When we designed and built the course over ten years ago, water was our main challenge – there just wasn’t enough of it available to meet most standard operating needs.  So we decided to push forward anyway and design and build a course that would withstand more stress than other courses – it would conserve what little resources it had available throughout the year, and it would be managed very conservatively.  We selected the most drought resistant turf grasses and installed the simplest, most efficient irrigation system. We even designed the drainage system so that it would collect, store and reuse storm runoff for future irrigation. In the early stages of the project, we sat down and made the decision when we hired the superintendent that we wanted the course conditioned to be firm and fast – and having some brown tones would suit just fine.  We wanted out-of-play areas to be partially bare, with thin wisps of fescue (so that it had a more forbidding appearance, but without being a nuisance) – playable, manageable and aesthetically appealing, but with no water or other attentions required.

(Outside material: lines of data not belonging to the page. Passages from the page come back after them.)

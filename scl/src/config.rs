//! Simulator configuration.
//!
//! A `spectre.toml` file sets the simulator binary, the flags passed on every
//! invocation, and the response timeout:
//!
//! ```toml
//! [spectre]
//! executable = "spectre"
//! args = ["-64", "-format", "nutbin"]
//! timeout-secs = 120
//! ```
//!
//! Sessions look the file up in the netlist's directory and its ancestors, so
//! a project can pin its simulator setup at the repository root.

use std::fs;
use std::path::{Path, PathBuf};
use std::time::Duration;

use serde::{Deserialize, Serialize};

use crate::error::Result;

/// The configuration file name searched for by [`Config::discover`].
pub const CONFIG_FILE_NAME: &str = "spectre.toml";

/// Contents of the `[spectre]` table of a configuration file.
#[derive(Debug, Clone, Eq, PartialEq, Serialize, Deserialize)]
#[serde(default, rename_all = "kebab-case")]
pub struct Config {
    /// The simulator executable, resolved via `PATH` if not absolute.
    pub executable: PathBuf,
    /// Flags passed on every invocation, before the per-session flags.
    pub args: Vec<String>,
    /// Bound on each blocking response read, in seconds.
    pub timeout_secs: u64,
}

impl Default for Config {
    fn default() -> Self {
        Self {
            executable: PathBuf::from("spectre"),
            args: ["-64", "-format", "nutbin"]
                .into_iter()
                .map(String::from)
                .collect(),
            timeout_secs: 120,
        }
    }
}

#[derive(Default, Deserialize)]
#[serde(default)]
struct ConfigFile {
    spectre: Config,
}

impl Config {
    /// Parses the configuration file at `path`.
    pub fn from_file(path: impl AsRef<Path>) -> Result<Self> {
        let contents = fs::read_to_string(path.as_ref())?;
        Self::from_toml(&contents)
    }

    /// Parses configuration from TOML text.
    pub fn from_toml(contents: &str) -> Result<Self> {
        let file: ConfigFile = toml::from_str(contents)?;
        Ok(file.spectre)
    }

    /// Searches `dir` and its ancestors for a [`CONFIG_FILE_NAME`] file,
    /// falling back to the defaults if none exists.
    pub fn discover(dir: impl AsRef<Path>) -> Result<Self> {
        for dir in dir.as_ref().ancestors() {
            let candidate = dir.join(CONFIG_FILE_NAME);
            if candidate.is_file() {
                return Self::from_file(&candidate);
            }
        }
        Ok(Self::default())
    }

    /// The response timeout as a [`Duration`].
    pub fn timeout(&self) -> Duration {
        Duration::from_secs(self.timeout_secs)
    }
}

The founding members and investors bought into the concept immediately – not only because it was a responsible and fiscal approach, but also because they appreciated what this all meant to the golf experience.  Firm and fast were good – and brown is just fine, so long as the turf is healthy enough to survive.  If fact, when the grass starts to go off-color in the middle of the summer, word gets out that the course is coming into it’s prime and play actually increases to enjoy this window of perfect conditions.

The concept of firm and fast is not new – though after listening to the commentators during the US Open last month at Olympic, one might have thought it was now a fashionable fad.  Well, maybe it is – but for many it’s not, it’s just a means of survival, and it happens to be a pretty smart approach.  It has worked for hundreds of years in the British Isles…and Australia too.  Even names like Shinnecock Hills, Maidstone, National Golf Links, and Newport Country Club comes to mind – some of the best courses in the world.  They operate the same way; with a less is more approach.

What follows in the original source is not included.